### WHAT IS REQUIRED:
Among the entries below, extract exactly the lines that run from the one with "let [a, b, c]" through the one with "if let Some(token)", both ends included.

Saved entries
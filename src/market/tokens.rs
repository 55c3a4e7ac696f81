//! Token registry for the three DEX tokens.

use alloy::primitives::Address;
use serde::Serialize;
use thiserror::Error;

use crate::config::TokenConfig;

/// Position of a token in the DEX layout.
#[derive(Debug, Clone, Copy, PartialEq, Eq, Hash, Serialize)]
pub enum TokenSlot {
    A,
    B,
    C,
}

impl TokenSlot {
    pub const ALL: [TokenSlot; 3] = [TokenSlot::A, TokenSlot::B, TokenSlot::C];

    fn index(self) -> usize {
        match self {
            TokenSlot::A => 0,
            TokenSlot::B => 1,
            TokenSlot::C => 2,
        }
    }
}

/// A token known to the client.
#[derive(Debug, Clone, PartialEq, Eq, Serialize)]
pub struct Token {
    pub slot: TokenSlot,
    pub symbol: String,
    pub name: String,
    pub address: Address,
}

#[derive(Debug, Clone, PartialEq, Eq, Error)]
pub enum TokenError {
    #[error("unknown token '{0}'")]
    Unknown(String),

    #[error("token registry needs exactly 3 tokens, got {0}")]
    WrongCount(usize),
}

/// Fixed set of tokens A, B and C.
#[derive(Debug, Clone)]
pub struct TokenRegistry {
    tokens: [Token; 3],
}

impl TokenRegistry {
    /// Build a registry from configuration (validated to hold 3 tokens).
    pub fn from_config(tokens: &[TokenConfig]) -> Result<Self, TokenError> {
        let [a, b, c] = tokens else {
            return Err(TokenError::WrongCount(tokens.len()));
        };
        let make = |slot, cfg: &TokenConfig| Token {
            slot,
            symbol: cfg.symbol.clone(),
            name: cfg.name.clone(),
            address: cfg.address,
        };
        Ok(Self {
            tokens: [
                make(TokenSlot::A, a),
                make(TokenSlot::B, b),
                make(TokenSlot::C, c),
            ],
        })
    }

    pub fn get(&self, slot: TokenSlot) -> &Token {
        &self.tokens[slot.index()]
    }

    pub fn all(&self) -> &[Token] {
        &self.tokens
    }

    pub fn by_address(&self, address: Address) -> Option<&Token> {
        self.tokens.iter().find(|t| t.address == address)
    }

    /// Look up a token by symbol (case-insensitive) or hex address.
    pub fn lookup(&self, query: &str) -> Result<&Token, TokenError> {
        if let Ok(address) = query.parse::<Address>() {
            if let Some(token) = self.by_address(address) {
                return Ok(token);
            }
        }
        self.tokens
            .iter()
            .find(|t| t.symbol.eq_ignore_ascii_case(query))
            .ok_or_else(|| TokenError::Unknown(query.to_string()))
    }
}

### RESULT:
        let [a, b, c] = tokens else {
            return Err(TokenError::WrongCount(tokens.len()));
        };
        let make = |slot, cfg: &TokenConfig| Token {
            slot,
            symbol: cfg.symbol.clone(),
            name: cfg.name.clone(),
            address: cfg.address,
        };
        Ok(Self {
            tokens: [
                make(TokenSlot::A, a),
                make(TokenSlot::B, b),
                make(TokenSlot::C, c),
            ],
        })
    }

    pub fn get(&self, slot: TokenSlot) -> &Token {
        &self.tokens[slot.index()]
    }

    pub fn all(&self) -> &[Token] {
        &self.tokens
    }

    pub fn by_address(&self, address: Address) -> Option<&Token> {
        self.tokens.iter().find(|t| t.address == address)
    }

    /// Look up a token by symbol (case-insensitive) or hex address.
    pub fn lookup(&self, query: &str) -> Result<&Token, TokenError> {
        if let Ok(address) = query.parse::<Address>() {
            if let Some(token) = self.by_address(address) {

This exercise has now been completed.